Fig. 2

incPRINT measures cellular RNA–protein interactions. a Interaction intensities detected between Xist(A)-MS2 and the indicated factors, with and without RNase treatment. Data from two biological replicates are presented as mean ± s.d.; RLU are relative light units. b Interaction intensities between Xist(A)-MS2 and the indicated factors. In-cell interaction values were measured in a standard incPRINT experiment. In vitro interaction values resulted from separate transfections of the tagged proteins and Xist(A)-MS2 RNA, which were combined for interaction analyses after the cells were lysed. Data from two biological replicates for each experiment are presented as mean ± s.d.; RLU are relative light units. c Scatter plot showing the correlation of the Xist(A)-MS2 interaction intensities determined by NanoLuc luciferase luminescence from two biological replicates. Shown are median-normalized values.
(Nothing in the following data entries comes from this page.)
//! Navigation and path matching.

use swsr_core::{RequestContext, SwsrConfig};

/// Decides which requests are rendered.
///
/// Patterns are matched against the request path: a trailing `*` matches
/// any path with that prefix, a `:name` segment matches any one segment,
/// and anything else must match exactly. No patterns means every path.
#[derive(Debug, Clone, Default)]
pub struct RouteMatcher {
    patterns: Vec<String>,
    navigate_only: bool,
}

impl RouteMatcher {
    /// Create a matcher.
    pub fn new(patterns: Vec<String>, navigate_only: bool) -> Self {
        Self {
            patterns,
            navigate_only,
        }
    }

    /// Create a matcher from configuration.
    pub fn from_config(config: &SwsrConfig) -> Self {
        Self::new(config.routes.clone(), config.navigate_only)
    }

    /// Check if a request should be rendered.
    pub fn matches(&self, request: &RequestContext) -> bool {
        if self.navigate_only && !request.is_navigation() {
            return false;
        }
        self.matches_path(request.path())
    }

    /// Check a path against the patterns.
    pub fn matches_path(&self, path: &str) -> bool {
        self.patterns.is_empty() || self.patterns.iter().any(|p| pattern_matches(p, path))
    }
}

fn pattern_matches(pattern: &str, path: &str) -> bool {
    if let Some(prefix) = pattern.strip_suffix('*') {
        return path.starts_with(prefix);
    }

    let mut expected = pattern.split('/');
    let mut actual = path.split('/');
    loop {
        match (expected.next(), actual.next()) {
            (None, None) => return true,
            (Some(e), Some(a)) if e.starts_with(':') => {
                if a.is_empty() {
                    return false;
                }
            }
            (Some(e), Some(a)) if e == a => {}
            _ => return false,
        }
    }
}

#[cfg(test)]
mod tests {
    use super::*;
    use http::header::{HeaderValue, ACCEPT};
    use http::Method;

    fn navigation(path: &str) -> RequestContext {
        let mut request = RequestContext::new(Method::GET, path.parse().unwrap());
        request
            .headers
            .insert("sec-fetch-mode", HeaderValue::from_static("navigate"));
        request
    }

    #[test]
    fn test_pattern_kinds() {
        let matcher = RouteMatcher::new(
            vec!["/".into(), "/posts/:id".into(), "/docs/*".into()],
            false,
        );

        assert!(matcher.matches_path("/"));
        assert!(matcher.matches_path("/posts/42"));
        assert!(!matcher.matches_path("/posts/"));
        assert!(!matcher.matches_path("/posts/42/comments"));
        assert!(matcher.matches_path("/docs/intro/setup"));
        assert!(!matcher.matches_path("/about"));
    }

    #[test]
    fn test_empty_patterns_match_everything() {
        assert!(RouteMatcher::default().matches_path("/anything/at/all"));
    }

    #[test]
    fn test_navigate_only() {
        let matcher = RouteMatcher::new(Vec::new(), true);

        assert!(matcher.matches(&navigation("/")));

        let asset = RequestContext::new(Method::GET, "/app.js".parse().unwrap());
        assert!(!matcher.matches(&asset));

        let mut html = RequestContext::new(Method::GET, "/".parse().unwrap());
        html.headers
            .insert(ACCEPT, HeaderValue::from_static("text/html,application/xhtml+xml"));
        assert!(matcher.matches(&html));
    }

    #[test]
    fn test_from_config() {
        let config = SwsrConfig::new().with_route("/posts/*").with_navigate_only(false);
        let matcher = RouteMatcher::from_config(&config);

        let request = RequestContext::new(Method::GET, "/posts/1".parse().unwrap());
        assert!(matcher.matches(&request));
    }
}
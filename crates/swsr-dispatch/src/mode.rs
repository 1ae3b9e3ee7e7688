//! Once-per-process render mode selection.

use std::sync::OnceLock;

use swsr_core::RenderMode;

use crate::host::Host;

/// Selects the render mode once and remembers it.
///
/// A configured mode always wins. Otherwise the host is probed for
/// streaming support on first use only; concurrent first callers share
/// that single probe.
#[derive(Debug, Default)]
pub struct ModeSelector {
    configured: Option<RenderMode>,
    selected: OnceLock<RenderMode>,
}

impl ModeSelector {
    /// Create a selector, optionally with a forced mode.
    pub fn new(configured: Option<RenderMode>) -> Self {
        Self {
            configured,
            selected: OnceLock::new(),
        }
    }

    /// Get the mode, selecting it on first call.
    pub fn select(&self, host: &dyn Host) -> RenderMode {
        *self.selected.get_or_init(|| {
            let (mode, source) = match self.configured {
                Some(mode) => (mode, "config"),
                None if host.supports_streaming() => (RenderMode::Stream, "probe"),
                None => (RenderMode::String, "probe"),
            };
            tracing::info!(mode = mode.as_str(), source, "render mode selected");
            mode
        })
    }

    /// Get the mode if it has been selected.
    pub fn selected(&self) -> Option<RenderMode> {
        self.selected.get().copied()
    }
}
Squared Pearson correlation coefficient is indicated. d Scatter plot showing the correlation of FLAG-tagged protein expression levels determined by anti-FLAG ELISA from two biological replicates. Shown are median-normalized values. Squared Pearson correlation coefficient is indicated. e Scatter plot showing RNA–protein interaction intensities and protein expression levels. RLU are relative light units.